I mentioned “preventing confusion with other groups” above. Specifically, that means that the ALSA likely intended to prevent “for profit” businesses from co-opting the term: those that would benefit illicitly from the goodwill built up for a charitable cause. When you’re talking about an endeavor of the scale that the ALS effort has reached, there are bound to be less-admirable organizations looking to take advantage of the momentum. If ALSA had successfully filed their trademark applications for both terms, they would have had legal leverage in preventing for profit businesses from trading on the “Ice Bucket Challenge” name, and potentially diverting funds away from their legitimate mission.

That being said, the desirability of the “Ice Bucket Challenge” trademark means that there would likely have been challenges to the ALSA’s applications by other non-profit groups seeking to use the same type of challenge to raise awareness.  This is where the public relations backlash against the ALSA started – many people felt it was unfair for just one charity to have the exclusive right to use this phrase.   After starting to take significant critism on social media – the same medium that ALSA had just used to raise $100 million, the organization withdrew the applications to try to avoid any significant public relations backlash.
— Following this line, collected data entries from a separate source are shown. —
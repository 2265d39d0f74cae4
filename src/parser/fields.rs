use std::sync::LazyLock;

use regex::Regex;

static EMAIL_RE: LazyLock<Regex> =
    LazyLock::new(|| Regex::new(r"[A-Za-z0-9._%+-]+@[A-Za-z0-9.-]+\.[A-Za-z]{2,}").unwrap());
// 9..=16 chars after the optional "+(" prefix, never across a line break.
static PHONE_RE: LazyLock<Regex> =
    LazyLock::new(|| Regex::new(r"\+?\(?[0-9][0-9 .()-]{7,14}[0-9]").unwrap());
// Group 1 is the domain; the leading class keeps `user@biz.io` from counting as a website.
// A domain directly followed by `@` is an email local part and is skipped in `website_match`.
static WEBSITE_RE: LazyLock<Regex> = LazyLock::new(|| {
    Regex::new(
        r"(?i)(?:^|[^@\w.])(www\.[a-z0-9-]+(?:\.[a-z0-9-]+)+|[a-z0-9-]+(?:\.[a-z0-9-]+)*\.(?:com|net|org|io|co|uk|ca|de)\b)",
    )
    .unwrap()
});

#[derive(Debug, Clone, Copy, PartialEq, Eq)]
pub enum FieldKind {
    Email,
    Phone,
    Website,
}

impl FieldKind {
    pub const ALL: [FieldKind; 3] = [FieldKind::Email, FieldKind::Phone, FieldKind::Website];

    pub fn as_str(self) -> &'static str {
        match self {
            FieldKind::Email => "email",
            FieldKind::Phone => "phone",
            FieldKind::Website => "website",
        }
    }

    /// First match of this kind's pattern, verbatim.
    pub fn find_first(self, text: &str) -> Option<&str> {
        match self {
            FieldKind::Email => EMAIL_RE.find(text).map(|m| m.as_str()),
            FieldKind::Phone => PHONE_RE.find(text).map(|m| m.as_str()),
            FieldKind::Website => website_match(text),
        }
    }

    pub fn is_match(self, text: &str) -> bool {
        match self {
            FieldKind::Email => EMAIL_RE.is_match(text),
            FieldKind::Phone => PHONE_RE.is_match(text),
            FieldKind::Website => website_match(text).is_some(),
        }
    }
}

fn website_match(text: &str) -> Option<&str> {
    WEBSITE_RE
        .captures_iter(text)
        .filter_map(|c| c.get(1))
        .find(|m| !text[m.end()..].starts_with('@'))
        .map(|m| m.as_str())
}

/// First raw candidate per field kind, before normalization.
#[derive(Debug, Clone, Default, PartialEq, Eq)]
pub struct Candidates {
    pub email: Option<String>,
    pub phone: Option<String>,
    pub website: Option<String>,
}

/// Scan the whole text, ignoring line structure. Patterns run independently,
/// so a phone candidate may come from digits that also sit inside an email or ID.
pub fn extract(text: &str) -> Candidates {
    let first = |kind: FieldKind| kind.find_first(text).map(str::to_string);
    Candidates {
        email: first(FieldKind::Email),
        phone: first(FieldKind::Phone),
        website: first(FieldKind::Website),
    }
}

/// The first field kind whose pattern occurs anywhere in `line`.
pub fn matching_kind(line: &str) -> Option<FieldKind> {
    FieldKind::ALL.into_iter().find(|k| k.is_match(line))
}
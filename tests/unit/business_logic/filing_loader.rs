//! FINRA filing file loading tests

use assert_matches::assert_matches;
use pretty_assertions::assert_eq;
use std::io::Write;
use stock_metrics::finra::{filter_to_tickers, load_filings};
use stock_metrics::SyncError;
use test_log::test;

use crate::common::test_data;

fn write_filing_file(contents: &str) -> tempfile::NamedTempFile {
    let mut file = tempfile::NamedTempFile::new().expect("Failed to create temp file");
    file.write_all(contents.as_bytes()).expect("Failed to write filing file");
    file
}

#[test]
fn test_load_realistic_finra_file() {
    let contents = test_data::filing_file(&[
        "20250715|GME|GameStop Corp. Class A|A|N|52413981|50112000||8123456|6.45||4.59|2301981|2025-07-15",
        "20250715|AMC|AMC Entertainment Holdings|A|N|84000000|81000000|S|22000000|3.82||3.7|3000000|2025-07-15",
        "20250715|ZZZZ|Unrelated Inc|A|N|1000|||2000|0.5||||2025-07-15",
        "20250715|TSLA|Tesla Inc|A|N|||| |||||2025-07-15",
    ]);
    let file = write_filing_file(&contents);

    let load = load_filings(file.path()).expect("Failed to load filings");
    assert_eq!(load.rows_read, 4);
    assert_eq!(load.rows_dropped, 1);

    let filtered = filter_to_tickers(load.filings, &["GME".to_string(), "AMC".to_string(), "TSLA".to_string()]);
    assert_eq!(filtered.len(), 2);

    let gme = &filtered[0];
    assert_eq!(gme.symbol_code, "GME");
    assert_eq!(gme.current_short_position, 52_413_981);
    assert_eq!(gme.stock_split_flag, None);
    assert_eq!(gme.settlement_date, test_data::date(2025, 7, 15));

    let update = filtered[1].to_update();
    assert_eq!(update.finra_stock_split_flag.as_deref(), Some("S"));
    assert_eq!(update.finra_days_to_cover, Some(3.82));
    assert_eq!(update.finra_change_percent, Some(3.7));
}

#[test]
fn test_empty_file_is_a_load_error() {
    let file = write_filing_file("");
    assert_matches!(load_filings(file.path()), Err(SyncError::FilingLoad { .. }));
}

#[test]
fn test_comma_delimited_file_is_a_load_error() {
    let file = write_filing_file("symbolCode,currentShortPositionQuantity,averageDailyVolumeQuantity,settlementDate\nGME,1,1,2025-07-15\n");
    assert_matches!(load_filings(file.path()), Err(SyncError::FilingLoad { reason, .. }) if reason.contains("missing columns"));
}
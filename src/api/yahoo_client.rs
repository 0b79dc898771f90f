use reqwest::{header::{HeaderMap, HeaderValue, ACCEPT}, Client};
use serde_json::Value;
use std::collections::HashMap;
use tokio::sync::OnceCell;
use tracing::{debug, info, warn};
use url::Url;

use crate::error::{Result, SyncError};
use crate::models::{InfoBundle, PriceBar, DEFAULT_MARKET_DATA_COOKIE_URL};
use super::MarketDataProvider;

/// Yahoo Finance market-data client (chart + quoteSummary endpoints)
///
/// quoteSummary only answers requests that carry a session cookie and the
/// matching `crumb` parameter. The cookie comes from `cookie_url`, the crumb
/// from `v1/test/getcrumb`; both are fetched once and reused for every ticker.
pub struct YahooClient {
    client: Client,
    base_url: String,
    cookie_url: String,
    crumb: OnceCell<String>,
}

impl YahooClient {
    /// Create a new client against `base_url` (normally `https://query2.finance.yahoo.com`)
    pub fn new(base_url: &str) -> Result<Self> {
        let client = Client::builder()
            .timeout(std::time::Duration::from_secs(30))
            .user_agent("Mozilla/5.0 (compatible; stock-metrics/0.1)")
            .cookie_store(true)
            .build()?;

        // Fail early on an unusable base URL
        Url::parse(base_url)?;

        Ok(Self {
            client,
            base_url: base_url.trim_end_matches('/').to_string(),
            cookie_url: DEFAULT_MARKET_DATA_COOKIE_URL.to_string(),
            crumb: OnceCell::new(),
        })
    }

    /// Override where the session cookie is obtained
    pub fn with_cookie_url(mut self, cookie_url: &str) -> Result<Self> {
        Url::parse(cookie_url)?;
        self.cookie_url = cookie_url.to_string();
        Ok(self)
    }

    /// Session crumb, fetched on first use
    async fn crumb(&self) -> Result<&str> {
        let crumb = self.crumb.get_or_try_init(|| self.fetch_crumb()).await?;
        Ok(crumb.as_str())
    }

    async fn fetch_crumb(&self) -> Result<String> {
        // The cookie endpoint usually answers 404 but still sets the session cookie
        match self.client.get(&self.cookie_url).send().await {
            Ok(response) => debug!("Cookie endpoint {} answered {}", self.cookie_url, response.status()),
            Err(e) => warn!("⚠️ Could not reach cookie endpoint {}: {}", self.cookie_url, e),
        }

        let url = self.endpoint(&["v1", "test", "getcrumb"], &[])?;
        debug!("Making request to: {}", url);
        let response = self.client.get(url).send().await?;

        let status = response.status().as_u16();
        let body = response.text().await?;
        if !(200..300).contains(&status) {
            return Err(SyncError::Api { status, body });
        }

        let crumb = body.trim();
        if crumb.is_empty() || crumb.contains('<') || crumb.contains(char::is_whitespace) {
            return Err(SyncError::InvalidResponse(format!("unusable crumb: {:?}", crumb)));
        }

        info!("🔑 Obtained market-data session crumb");
        Ok(crumb.to_string())
    }

    fn endpoint(&self, segments: &[&str], params: &[(&str, String)]) -> Result<Url> {
        let mut url = Url::parse(&self.base_url)?;
        url.path_segments_mut()
            .map_err(|_| SyncError::Config(format!("Base URL cannot carry a path: {}", self.base_url)))?
            .pop_if_empty()
            .extend(segments);
        if !params.is_empty() {
            url.query_pairs_mut()
                .extend_pairs(params.iter().map(|(k, v)| (*k, v.as_str())));
        }
        Ok(url)
    }

    async fn make_request(&self, url: Url) -> Result<Value> {
        let mut headers = HeaderMap::new();
        headers.insert(ACCEPT, HeaderValue::from_static("application/json"));

        debug!("Making request to: {}", url);

        let response = self.client
            .get(url)
            .headers(headers)
            .send()
            .await?;

        if !response.status().is_success() {
            let status = response.status().as_u16();
            let body = response.text().await.unwrap_or_default();
            return Err(SyncError::Api { status, body });
        }

        Ok(response.json().await?)
    }
}

/// Extract close/volume bars from a `v8/finance/chart` response, skipping null sessions
pub fn parse_chart(data: &Value) -> Vec<PriceBar> {
    let Some(result) = data.pointer("/chart/result/0") else {
        return Vec::new();
    };

    let timestamps = result.get("timestamp").and_then(Value::as_array);
    let quote = result.pointer("/indicators/quote/0");
    let closes = quote.and_then(|q| q.get("close")).and_then(Value::as_array);
    let volumes = quote.and_then(|q| q.get("volume")).and_then(Value::as_array);

    let (Some(timestamps), Some(closes), Some(volumes)) = (timestamps, closes, volumes) else {
        return Vec::new();
    };

    timestamps
        .iter()
        .zip(closes)
        .zip(volumes)
        .filter_map(|((ts, close), volume)| {
            Some(PriceBar {
                timestamp: ts.as_i64()?,
                close: close.as_f64().filter(|c| c.is_finite())?,
                volume: volume.as_i64().or_else(|| volume.as_f64().map(|v| v as i64))?,
            })
        })
        .collect()
}

/// Flatten every module of a `v10/finance/quoteSummary` response into one bundle.
/// `{"raw": .., "fmt": ..}` objects are reduced to their raw value.
pub fn parse_quote_summary(data: &Value) -> InfoBundle {
    let mut fields = HashMap::new();

    if let Some(modules) = data.pointer("/quoteSummary/result/0").and_then(Value::as_object) {
        for module in modules.values().filter_map(Value::as_object) {
            for (key, value) in module {
                let flattened = match value {
                    Value::Object(obj) if obj.contains_key("raw") => obj["raw"].clone(),
                    Value::Object(obj) if obj.is_empty() => Value::Null,
                    other => other.clone(),
                };
                fields.insert(key.clone(), flattened);
            }
        }
    }

    InfoBundle::new(fields)
}

#[async_trait::async_trait]
impl MarketDataProvider for YahooClient {
    async fn get_price_history(&self, symbol: &str, period_days: u32) -> Result<Vec<PriceBar>> {
        let url = self.endpoint(
            &["v8", "finance", "chart", symbol],
            &[("range", format!("{}d", period_days)), ("interval", "1d".to_string())],
        )?;

        let data = match self.make_request(url).await {
            Ok(data) => data,
            // Unknown / delisted symbols come back as 404 with an empty result
            Err(SyncError::Api { status: 404, .. }) => return Ok(Vec::new()),
            Err(e) => return Err(e),
        };

        let bars = parse_chart(&data);
        debug!("Retrieved {} price bars for {} ({}d)", bars.len(), symbol, period_days);
        Ok(bars)
    }

    async fn get_info(&self, symbol: &str) -> Result<InfoBundle> {
        let crumb = self.crumb().await?;
        let url = self.endpoint(
            &["v10", "finance", "quoteSummary", symbol],
            &[("modules", "defaultKeyStatistics".to_string()), ("crumb", crumb.to_string())],
        )?;

        let data = self.make_request(url).await?;
        if data.pointer("/quoteSummary/result/0").is_none() {
            let reason = data
                .pointer("/quoteSummary/error/description")
                .and_then(Value::as_str)
                .unwrap_or("empty quoteSummary result");
            return Err(SyncError::InvalidResponse(format!("{}: {}", symbol, reason)));
        }

        Ok(parse_quote_summary(&data))
    }
}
In addition, there were questions about whether or not this phrase could be trademarked by a single organization.  The USPTO requires that registered trademarks not be “generic” terms, that is, terms which have such a broad definition and general use that they can’t be ascribed any one association or connection. The ALSA would have to prove that “Ice Bucket Challenge” is generally accepted to refer to a campaign related to them.  It appears that the ALSA covered its bases by filing the two applications. If the USPTO did rule “Ice Bucket Challenge” to be a generic term – that it can’t be specially associated with ALS or the ALSA – it’s still possible that they may have approved the trademark for “ALS Ice Bucket Challenge.” That would also set the precedent that no other group could trademark “Ice Bucket Challenge” alone, but could potentially trademark their own specific variation on it.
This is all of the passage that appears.